Stored data entries
-------

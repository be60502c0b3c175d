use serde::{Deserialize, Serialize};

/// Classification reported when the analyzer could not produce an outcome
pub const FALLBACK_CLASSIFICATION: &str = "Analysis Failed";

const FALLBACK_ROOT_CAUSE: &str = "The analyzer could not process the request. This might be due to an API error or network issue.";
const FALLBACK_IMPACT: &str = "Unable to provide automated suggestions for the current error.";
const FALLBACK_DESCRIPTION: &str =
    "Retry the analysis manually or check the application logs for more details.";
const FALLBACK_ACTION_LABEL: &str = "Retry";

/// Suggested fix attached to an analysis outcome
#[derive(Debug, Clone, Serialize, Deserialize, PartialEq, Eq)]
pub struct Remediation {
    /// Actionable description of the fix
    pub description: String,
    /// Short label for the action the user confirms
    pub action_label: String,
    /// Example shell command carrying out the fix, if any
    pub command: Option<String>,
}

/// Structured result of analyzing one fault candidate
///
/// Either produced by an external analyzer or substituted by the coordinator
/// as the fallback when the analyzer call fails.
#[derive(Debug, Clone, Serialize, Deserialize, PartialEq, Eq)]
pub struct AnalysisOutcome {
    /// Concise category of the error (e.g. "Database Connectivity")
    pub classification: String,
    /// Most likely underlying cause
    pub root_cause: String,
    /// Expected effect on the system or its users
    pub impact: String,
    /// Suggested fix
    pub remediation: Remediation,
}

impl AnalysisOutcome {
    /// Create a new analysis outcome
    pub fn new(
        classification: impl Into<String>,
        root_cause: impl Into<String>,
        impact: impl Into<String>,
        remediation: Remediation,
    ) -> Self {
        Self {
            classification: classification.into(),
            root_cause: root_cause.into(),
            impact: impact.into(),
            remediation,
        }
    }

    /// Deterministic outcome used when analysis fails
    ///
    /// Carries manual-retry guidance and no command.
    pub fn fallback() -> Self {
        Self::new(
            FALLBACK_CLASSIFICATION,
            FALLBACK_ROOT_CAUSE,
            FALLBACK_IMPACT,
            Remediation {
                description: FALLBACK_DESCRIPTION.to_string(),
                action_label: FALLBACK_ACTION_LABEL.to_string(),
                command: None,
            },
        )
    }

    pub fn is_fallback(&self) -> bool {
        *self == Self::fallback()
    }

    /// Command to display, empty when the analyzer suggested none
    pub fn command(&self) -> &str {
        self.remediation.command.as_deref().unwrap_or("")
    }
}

-------

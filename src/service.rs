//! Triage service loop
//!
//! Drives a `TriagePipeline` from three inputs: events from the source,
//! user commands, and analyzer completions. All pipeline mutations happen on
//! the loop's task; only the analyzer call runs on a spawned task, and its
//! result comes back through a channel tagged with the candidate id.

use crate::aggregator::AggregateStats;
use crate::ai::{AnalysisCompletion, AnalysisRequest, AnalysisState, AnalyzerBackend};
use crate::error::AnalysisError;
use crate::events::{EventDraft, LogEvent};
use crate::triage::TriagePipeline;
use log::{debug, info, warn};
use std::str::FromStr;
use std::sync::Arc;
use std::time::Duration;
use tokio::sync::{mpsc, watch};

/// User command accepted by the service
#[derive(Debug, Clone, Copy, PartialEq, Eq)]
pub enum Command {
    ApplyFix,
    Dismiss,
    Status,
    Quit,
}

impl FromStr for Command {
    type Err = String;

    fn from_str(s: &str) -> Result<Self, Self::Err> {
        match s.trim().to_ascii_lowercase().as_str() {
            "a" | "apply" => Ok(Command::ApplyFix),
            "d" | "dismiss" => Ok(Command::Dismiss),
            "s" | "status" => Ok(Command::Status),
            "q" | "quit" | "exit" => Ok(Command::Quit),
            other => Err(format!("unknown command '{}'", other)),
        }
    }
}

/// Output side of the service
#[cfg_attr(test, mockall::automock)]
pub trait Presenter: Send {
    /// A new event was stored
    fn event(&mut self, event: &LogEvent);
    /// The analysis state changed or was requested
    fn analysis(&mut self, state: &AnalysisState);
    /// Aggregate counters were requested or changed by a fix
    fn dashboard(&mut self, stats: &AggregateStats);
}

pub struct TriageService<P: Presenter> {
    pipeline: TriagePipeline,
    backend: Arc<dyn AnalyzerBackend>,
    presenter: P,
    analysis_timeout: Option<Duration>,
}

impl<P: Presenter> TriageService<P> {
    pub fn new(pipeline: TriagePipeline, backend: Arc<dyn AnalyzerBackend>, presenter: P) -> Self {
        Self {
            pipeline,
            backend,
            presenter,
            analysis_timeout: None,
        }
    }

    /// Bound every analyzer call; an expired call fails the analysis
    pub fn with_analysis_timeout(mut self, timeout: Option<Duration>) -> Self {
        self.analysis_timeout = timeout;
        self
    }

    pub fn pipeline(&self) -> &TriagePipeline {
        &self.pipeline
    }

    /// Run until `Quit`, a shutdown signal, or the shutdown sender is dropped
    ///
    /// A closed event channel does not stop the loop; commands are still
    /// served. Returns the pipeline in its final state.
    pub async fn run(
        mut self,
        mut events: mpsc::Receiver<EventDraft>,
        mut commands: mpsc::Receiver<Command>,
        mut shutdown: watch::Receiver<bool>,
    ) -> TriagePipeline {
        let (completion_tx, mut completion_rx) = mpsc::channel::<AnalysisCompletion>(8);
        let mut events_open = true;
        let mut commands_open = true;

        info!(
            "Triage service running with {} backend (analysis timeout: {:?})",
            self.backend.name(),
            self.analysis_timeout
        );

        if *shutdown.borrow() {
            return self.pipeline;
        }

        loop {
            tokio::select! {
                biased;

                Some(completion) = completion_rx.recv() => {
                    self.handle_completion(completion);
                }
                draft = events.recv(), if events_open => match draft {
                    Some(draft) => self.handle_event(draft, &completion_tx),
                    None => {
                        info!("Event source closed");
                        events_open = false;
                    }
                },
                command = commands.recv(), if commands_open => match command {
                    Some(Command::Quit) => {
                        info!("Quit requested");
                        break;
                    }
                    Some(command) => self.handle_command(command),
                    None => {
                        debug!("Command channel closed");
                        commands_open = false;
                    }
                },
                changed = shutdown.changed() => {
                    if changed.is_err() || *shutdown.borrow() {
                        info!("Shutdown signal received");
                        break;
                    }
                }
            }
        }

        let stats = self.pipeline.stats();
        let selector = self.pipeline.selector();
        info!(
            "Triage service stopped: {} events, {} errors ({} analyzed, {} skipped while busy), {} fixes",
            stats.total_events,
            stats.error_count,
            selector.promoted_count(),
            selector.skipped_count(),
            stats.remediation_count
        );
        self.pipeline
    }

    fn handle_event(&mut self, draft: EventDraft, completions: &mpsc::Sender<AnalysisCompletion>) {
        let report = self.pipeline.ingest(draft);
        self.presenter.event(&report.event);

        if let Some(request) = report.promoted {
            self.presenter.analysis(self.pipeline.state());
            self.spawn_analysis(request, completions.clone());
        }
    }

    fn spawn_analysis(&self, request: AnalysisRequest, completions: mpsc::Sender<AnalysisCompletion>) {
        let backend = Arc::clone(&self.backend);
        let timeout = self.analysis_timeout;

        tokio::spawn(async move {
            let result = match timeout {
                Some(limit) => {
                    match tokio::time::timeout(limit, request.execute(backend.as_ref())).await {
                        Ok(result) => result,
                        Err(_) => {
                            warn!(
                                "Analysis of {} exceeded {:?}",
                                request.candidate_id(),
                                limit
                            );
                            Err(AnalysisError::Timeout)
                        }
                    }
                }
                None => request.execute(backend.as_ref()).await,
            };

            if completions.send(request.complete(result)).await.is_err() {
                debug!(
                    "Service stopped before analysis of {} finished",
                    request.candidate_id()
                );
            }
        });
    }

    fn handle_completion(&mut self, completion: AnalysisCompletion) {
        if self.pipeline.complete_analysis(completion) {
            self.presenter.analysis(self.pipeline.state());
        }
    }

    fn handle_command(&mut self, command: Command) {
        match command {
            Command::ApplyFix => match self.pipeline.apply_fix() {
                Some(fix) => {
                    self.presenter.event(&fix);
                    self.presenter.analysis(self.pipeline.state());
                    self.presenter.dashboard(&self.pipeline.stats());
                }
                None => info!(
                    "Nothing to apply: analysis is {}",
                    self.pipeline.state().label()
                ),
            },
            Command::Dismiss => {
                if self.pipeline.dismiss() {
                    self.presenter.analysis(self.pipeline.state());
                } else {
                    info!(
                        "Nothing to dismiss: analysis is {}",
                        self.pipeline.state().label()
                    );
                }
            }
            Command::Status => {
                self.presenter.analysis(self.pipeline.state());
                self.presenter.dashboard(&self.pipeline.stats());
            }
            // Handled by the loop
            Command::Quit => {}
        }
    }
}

-------

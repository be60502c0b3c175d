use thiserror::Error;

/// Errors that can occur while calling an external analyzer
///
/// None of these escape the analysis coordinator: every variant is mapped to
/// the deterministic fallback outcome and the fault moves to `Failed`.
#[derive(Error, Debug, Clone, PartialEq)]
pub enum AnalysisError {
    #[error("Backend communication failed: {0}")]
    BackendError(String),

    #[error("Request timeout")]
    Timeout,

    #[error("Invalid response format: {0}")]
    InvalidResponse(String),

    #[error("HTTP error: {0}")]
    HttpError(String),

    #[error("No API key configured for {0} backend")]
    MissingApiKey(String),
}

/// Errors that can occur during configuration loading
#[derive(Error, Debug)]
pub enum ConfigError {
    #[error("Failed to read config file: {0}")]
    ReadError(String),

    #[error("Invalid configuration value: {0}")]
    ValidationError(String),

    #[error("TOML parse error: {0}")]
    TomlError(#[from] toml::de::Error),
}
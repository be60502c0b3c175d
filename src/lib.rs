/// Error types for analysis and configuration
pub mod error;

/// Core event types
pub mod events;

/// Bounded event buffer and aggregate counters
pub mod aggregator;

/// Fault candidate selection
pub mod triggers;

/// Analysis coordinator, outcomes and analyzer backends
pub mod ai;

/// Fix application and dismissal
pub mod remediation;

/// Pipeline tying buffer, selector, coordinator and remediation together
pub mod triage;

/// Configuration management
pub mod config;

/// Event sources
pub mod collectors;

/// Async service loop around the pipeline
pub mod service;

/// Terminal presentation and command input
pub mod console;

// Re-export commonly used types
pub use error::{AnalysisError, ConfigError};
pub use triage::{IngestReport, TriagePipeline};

-------

| Problem to solve |
Go through the entries and report every line with the string "completions".

| Answer to this exercise |
//! user commands, and analyzer completions. All pipeline mutations happen on
    fn handle_event(&mut self, draft: EventDraft, completions: &mpsc::Sender<AnalysisCompletion>) {
            self.spawn_analysis(request, completions.clone());
    fn spawn_analysis(&self, request: AnalysisRequest, completions: mpsc::Sender<AnalysisCompletion>) {
            if completions.send(request.complete(result)).await.is_err() {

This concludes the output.